** What is needed **
Return each line exactly as written. Begin with the first line of the entries and end with the line that has "fn app(list_policy: ListPolicy)".

** Given information **
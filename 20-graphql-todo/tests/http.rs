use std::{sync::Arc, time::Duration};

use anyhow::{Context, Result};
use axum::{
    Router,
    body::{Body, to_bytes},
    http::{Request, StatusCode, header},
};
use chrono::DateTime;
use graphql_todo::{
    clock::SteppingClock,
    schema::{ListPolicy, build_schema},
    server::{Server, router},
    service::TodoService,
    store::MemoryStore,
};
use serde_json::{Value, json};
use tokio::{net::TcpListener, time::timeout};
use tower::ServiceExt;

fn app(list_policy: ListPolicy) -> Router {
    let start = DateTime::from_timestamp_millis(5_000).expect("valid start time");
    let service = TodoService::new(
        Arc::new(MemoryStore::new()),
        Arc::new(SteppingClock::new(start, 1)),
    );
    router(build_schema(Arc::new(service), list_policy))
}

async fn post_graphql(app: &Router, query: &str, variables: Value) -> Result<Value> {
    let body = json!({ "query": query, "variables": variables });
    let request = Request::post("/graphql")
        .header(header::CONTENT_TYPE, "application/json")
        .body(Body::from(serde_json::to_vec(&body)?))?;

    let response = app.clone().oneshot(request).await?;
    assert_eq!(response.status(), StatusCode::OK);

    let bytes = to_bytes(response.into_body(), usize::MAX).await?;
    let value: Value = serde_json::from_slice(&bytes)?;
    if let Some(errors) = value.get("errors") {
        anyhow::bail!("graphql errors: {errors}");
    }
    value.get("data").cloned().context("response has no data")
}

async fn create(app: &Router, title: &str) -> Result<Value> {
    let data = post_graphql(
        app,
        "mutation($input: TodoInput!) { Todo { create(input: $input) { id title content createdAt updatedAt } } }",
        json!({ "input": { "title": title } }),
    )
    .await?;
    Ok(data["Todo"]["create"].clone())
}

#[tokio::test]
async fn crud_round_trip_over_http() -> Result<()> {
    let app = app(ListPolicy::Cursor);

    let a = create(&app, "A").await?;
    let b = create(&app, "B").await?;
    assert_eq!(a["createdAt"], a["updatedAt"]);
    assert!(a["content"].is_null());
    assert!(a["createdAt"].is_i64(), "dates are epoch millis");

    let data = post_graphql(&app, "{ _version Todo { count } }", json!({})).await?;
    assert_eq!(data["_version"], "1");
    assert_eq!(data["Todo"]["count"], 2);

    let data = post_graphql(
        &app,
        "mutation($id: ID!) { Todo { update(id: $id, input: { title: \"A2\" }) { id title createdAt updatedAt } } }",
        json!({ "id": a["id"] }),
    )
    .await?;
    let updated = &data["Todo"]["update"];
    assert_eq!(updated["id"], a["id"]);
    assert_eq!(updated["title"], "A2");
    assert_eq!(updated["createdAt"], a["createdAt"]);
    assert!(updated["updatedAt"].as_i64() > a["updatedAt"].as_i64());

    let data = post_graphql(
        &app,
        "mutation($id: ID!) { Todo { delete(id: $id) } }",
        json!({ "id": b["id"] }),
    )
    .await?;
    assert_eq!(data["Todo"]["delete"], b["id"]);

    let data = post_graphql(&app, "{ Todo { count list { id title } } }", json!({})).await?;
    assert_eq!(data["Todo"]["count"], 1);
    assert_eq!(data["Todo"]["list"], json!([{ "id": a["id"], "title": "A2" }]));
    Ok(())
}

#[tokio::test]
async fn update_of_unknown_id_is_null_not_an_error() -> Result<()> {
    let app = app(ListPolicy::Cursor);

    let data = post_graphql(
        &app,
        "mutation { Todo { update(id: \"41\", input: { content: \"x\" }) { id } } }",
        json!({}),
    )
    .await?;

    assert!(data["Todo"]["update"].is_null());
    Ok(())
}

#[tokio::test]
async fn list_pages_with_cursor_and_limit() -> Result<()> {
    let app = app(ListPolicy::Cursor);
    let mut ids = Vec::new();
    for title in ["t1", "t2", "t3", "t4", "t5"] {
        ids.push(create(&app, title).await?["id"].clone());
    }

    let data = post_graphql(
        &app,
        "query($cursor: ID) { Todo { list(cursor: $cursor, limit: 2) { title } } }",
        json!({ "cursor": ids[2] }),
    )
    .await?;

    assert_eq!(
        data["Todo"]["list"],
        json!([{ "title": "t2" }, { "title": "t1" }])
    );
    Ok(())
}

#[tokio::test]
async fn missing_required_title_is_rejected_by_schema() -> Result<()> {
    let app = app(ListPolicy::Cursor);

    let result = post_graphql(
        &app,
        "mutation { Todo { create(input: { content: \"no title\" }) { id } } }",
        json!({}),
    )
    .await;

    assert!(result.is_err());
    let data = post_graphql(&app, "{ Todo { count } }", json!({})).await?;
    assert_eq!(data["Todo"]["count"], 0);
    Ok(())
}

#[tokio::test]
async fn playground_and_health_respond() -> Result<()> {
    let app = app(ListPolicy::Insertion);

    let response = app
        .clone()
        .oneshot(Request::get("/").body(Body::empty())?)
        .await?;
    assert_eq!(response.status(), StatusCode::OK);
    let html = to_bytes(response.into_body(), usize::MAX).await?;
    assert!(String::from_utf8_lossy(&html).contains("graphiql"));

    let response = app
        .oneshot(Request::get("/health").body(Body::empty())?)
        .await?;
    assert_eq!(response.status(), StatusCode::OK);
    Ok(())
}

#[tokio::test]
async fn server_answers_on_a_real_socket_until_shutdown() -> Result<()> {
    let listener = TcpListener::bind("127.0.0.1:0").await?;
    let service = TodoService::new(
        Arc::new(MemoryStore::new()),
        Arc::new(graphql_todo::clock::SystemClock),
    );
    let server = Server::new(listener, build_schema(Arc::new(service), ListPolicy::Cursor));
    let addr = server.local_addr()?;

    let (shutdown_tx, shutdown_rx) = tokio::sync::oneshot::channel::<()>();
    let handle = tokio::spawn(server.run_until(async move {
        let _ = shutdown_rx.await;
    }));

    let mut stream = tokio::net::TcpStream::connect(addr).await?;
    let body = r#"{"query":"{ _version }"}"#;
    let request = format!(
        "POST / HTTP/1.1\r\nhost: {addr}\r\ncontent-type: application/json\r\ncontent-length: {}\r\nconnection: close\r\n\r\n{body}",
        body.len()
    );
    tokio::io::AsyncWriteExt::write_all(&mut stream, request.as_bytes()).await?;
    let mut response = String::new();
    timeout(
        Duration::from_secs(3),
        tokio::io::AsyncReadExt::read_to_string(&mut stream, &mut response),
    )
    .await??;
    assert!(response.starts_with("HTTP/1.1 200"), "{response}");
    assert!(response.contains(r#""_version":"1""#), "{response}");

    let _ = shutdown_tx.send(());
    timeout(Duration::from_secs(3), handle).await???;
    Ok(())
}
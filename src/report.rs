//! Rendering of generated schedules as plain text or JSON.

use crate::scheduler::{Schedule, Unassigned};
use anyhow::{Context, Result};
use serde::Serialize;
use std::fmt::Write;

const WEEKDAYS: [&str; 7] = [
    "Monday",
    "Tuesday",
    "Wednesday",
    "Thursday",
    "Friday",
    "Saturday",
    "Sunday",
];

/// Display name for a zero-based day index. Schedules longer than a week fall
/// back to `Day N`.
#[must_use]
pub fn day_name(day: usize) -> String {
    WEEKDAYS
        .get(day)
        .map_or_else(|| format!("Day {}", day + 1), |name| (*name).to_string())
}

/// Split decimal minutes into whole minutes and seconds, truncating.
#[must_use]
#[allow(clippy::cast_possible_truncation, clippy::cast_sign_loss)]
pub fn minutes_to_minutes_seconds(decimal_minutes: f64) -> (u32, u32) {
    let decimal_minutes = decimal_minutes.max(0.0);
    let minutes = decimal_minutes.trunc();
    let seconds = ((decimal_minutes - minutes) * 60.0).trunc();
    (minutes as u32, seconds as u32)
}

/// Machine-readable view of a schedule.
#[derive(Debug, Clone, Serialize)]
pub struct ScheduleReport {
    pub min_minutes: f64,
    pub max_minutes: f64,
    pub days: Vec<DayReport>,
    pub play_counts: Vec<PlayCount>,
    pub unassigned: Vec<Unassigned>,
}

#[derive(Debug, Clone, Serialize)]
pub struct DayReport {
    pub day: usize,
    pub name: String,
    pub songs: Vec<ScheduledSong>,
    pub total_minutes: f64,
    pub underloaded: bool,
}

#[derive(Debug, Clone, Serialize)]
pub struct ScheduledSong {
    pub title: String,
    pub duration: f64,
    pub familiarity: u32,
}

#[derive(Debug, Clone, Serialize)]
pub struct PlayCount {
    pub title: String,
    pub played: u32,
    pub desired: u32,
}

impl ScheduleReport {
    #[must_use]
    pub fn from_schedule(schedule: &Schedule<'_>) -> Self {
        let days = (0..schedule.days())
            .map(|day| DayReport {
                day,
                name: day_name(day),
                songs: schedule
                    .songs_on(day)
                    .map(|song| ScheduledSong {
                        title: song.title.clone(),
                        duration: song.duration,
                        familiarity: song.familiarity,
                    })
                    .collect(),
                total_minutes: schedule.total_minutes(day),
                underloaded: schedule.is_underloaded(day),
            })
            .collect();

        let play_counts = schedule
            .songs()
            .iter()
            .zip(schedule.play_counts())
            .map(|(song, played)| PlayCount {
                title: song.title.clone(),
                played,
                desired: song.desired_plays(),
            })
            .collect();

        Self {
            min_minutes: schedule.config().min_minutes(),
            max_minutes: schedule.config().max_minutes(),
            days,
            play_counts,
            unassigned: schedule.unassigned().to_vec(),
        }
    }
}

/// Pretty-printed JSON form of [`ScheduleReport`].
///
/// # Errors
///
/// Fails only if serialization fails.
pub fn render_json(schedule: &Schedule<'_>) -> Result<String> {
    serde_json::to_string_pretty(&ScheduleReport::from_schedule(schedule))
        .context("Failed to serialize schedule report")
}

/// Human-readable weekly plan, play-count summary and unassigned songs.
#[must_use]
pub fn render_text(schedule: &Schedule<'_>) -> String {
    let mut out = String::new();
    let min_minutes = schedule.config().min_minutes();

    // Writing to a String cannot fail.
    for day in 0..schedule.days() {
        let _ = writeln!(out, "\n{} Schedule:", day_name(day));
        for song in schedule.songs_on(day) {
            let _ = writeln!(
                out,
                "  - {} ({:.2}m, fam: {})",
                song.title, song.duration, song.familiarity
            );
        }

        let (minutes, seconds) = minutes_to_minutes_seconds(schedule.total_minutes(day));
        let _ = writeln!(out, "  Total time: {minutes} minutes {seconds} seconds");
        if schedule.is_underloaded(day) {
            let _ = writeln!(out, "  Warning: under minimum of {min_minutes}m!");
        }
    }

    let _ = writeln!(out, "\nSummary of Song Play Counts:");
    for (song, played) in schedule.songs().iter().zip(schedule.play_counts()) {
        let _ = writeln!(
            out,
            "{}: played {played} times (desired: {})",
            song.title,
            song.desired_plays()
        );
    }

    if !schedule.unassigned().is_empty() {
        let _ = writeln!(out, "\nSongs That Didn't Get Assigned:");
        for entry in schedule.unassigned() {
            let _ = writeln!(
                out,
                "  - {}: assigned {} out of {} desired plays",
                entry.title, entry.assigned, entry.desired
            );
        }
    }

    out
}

** Written answer **
filename 20-graphql-todo/tests/http.rs
use std::{sync::Arc, time::Duration};

use anyhow::{Context, Result};
use axum::{
    Router,
    body::{Body, to_bytes},
    http::{Request, StatusCode, header},
};
use chrono::DateTime;
use graphql_todo::{
    clock::SteppingClock,
    schema::{ListPolicy, build_schema},
    server::{Server, router},
    service::TodoService,
    store::MemoryStore,
};
use serde_json::{Value, json};
use tokio::{net::TcpListener, time::timeout};
use tower::ServiceExt;

fn app(list_policy: ListPolicy) -> Router {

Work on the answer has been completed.